## [PROBLEM REQUIREMENTS]
Filter these entries so that only lines with the word "Pretty" remain.

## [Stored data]
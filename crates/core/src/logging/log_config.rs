use crate::logging::log_level::LogLevel;

/// Logging configuration
#[derive(Debug, Clone, serde::Serialize, serde::Deserialize)]
pub struct LogConfig {
    /// Minimum log level to display
    pub level: LogLevel,
    /// Output format for logs
    pub format: OutputFormat,
    /// Whether to include the event target (module path)
    #[serde(default = "default_include_target")]
    pub include_target: bool,
}

fn default_include_target() -> bool {
    true
}

/// Output format for log entries
#[derive(Debug, Clone, Copy, PartialEq, Eq, serde::Serialize, serde::Deserialize)]
#[serde(rename_all = "lowercase")]
pub enum OutputFormat {
    /// JSON format
    Json,
    /// Plain text format
    Text,
    /// Multi-line human readable format
    Pretty,
}

impl std::str::FromStr for OutputFormat {
    type Err = String;

    fn from_str(s: &str) -> Result<Self, Self::Err> {
        match s.to_lowercase().as_str() {
            "json" => Ok(OutputFormat::Json),
            "text" => Ok(OutputFormat::Text),
            "pretty" => Ok(OutputFormat::Pretty),
            other => Err(format!("不支持的日志格式: {other}")),
        }
    }
}

impl Default for LogConfig {
    fn default() -> Self {
        Self {
            level: LogLevel::Info,
            format: OutputFormat::Pretty,
            include_target: true,
        }
    }
}

impl LogConfig {
    /// `LOG_LEVEL` / `LOG_FORMAT` 环境变量覆盖配置文件中的值，无法解析的值被忽略
    pub fn with_env_overrides(mut self) -> Self {
        if let Ok(level) = std::env::var("LOG_LEVEL") {
            if let Ok(level) = level.parse::<LogLevel>() {
                self.level = level;
            }
        }

        if let Ok(format) = std::env::var("LOG_FORMAT") {
            if let Ok(format) = format.parse::<OutputFormat>() {
                self.format = format;
            }
        }

        self
    }

    pub fn with_level(level: LogLevel) -> Self {
        Self {
            level,
            ..Self::default()
        }
    }

    pub fn with_format(mut self, format: OutputFormat) -> Self {
        self.format = format;
        self
    }

    /// Validate configuration
    pub fn validate(&self) -> Result<(), String> {
        if self.format == OutputFormat::Json && !self.include_target {
            return Err("JSON log output requires include_target".to_string());
        }
        Ok(())
    }
}

#[cfg(test)]
mod tests {
    use super::*;

    #[test]
    fn test_builder_methods() {
        let config = LogConfig::with_level(LogLevel::Debug).with_format(OutputFormat::Json);
        assert_eq!(config.level, LogLevel::Debug);
        assert_eq!(config.format, OutputFormat::Json);
        assert!(config.validate().is_ok());
    }

    #[test]
    fn test_output_format_parse() {
        assert_eq!("JSON".parse::<OutputFormat>().unwrap(), OutputFormat::Json);
        assert!("xml".parse::<OutputFormat>().is_err());
    }
}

## [ANSWER BELOW]
    Pretty,
            "pretty" => Ok(OutputFormat::Pretty),
            format: OutputFormat::Pretty,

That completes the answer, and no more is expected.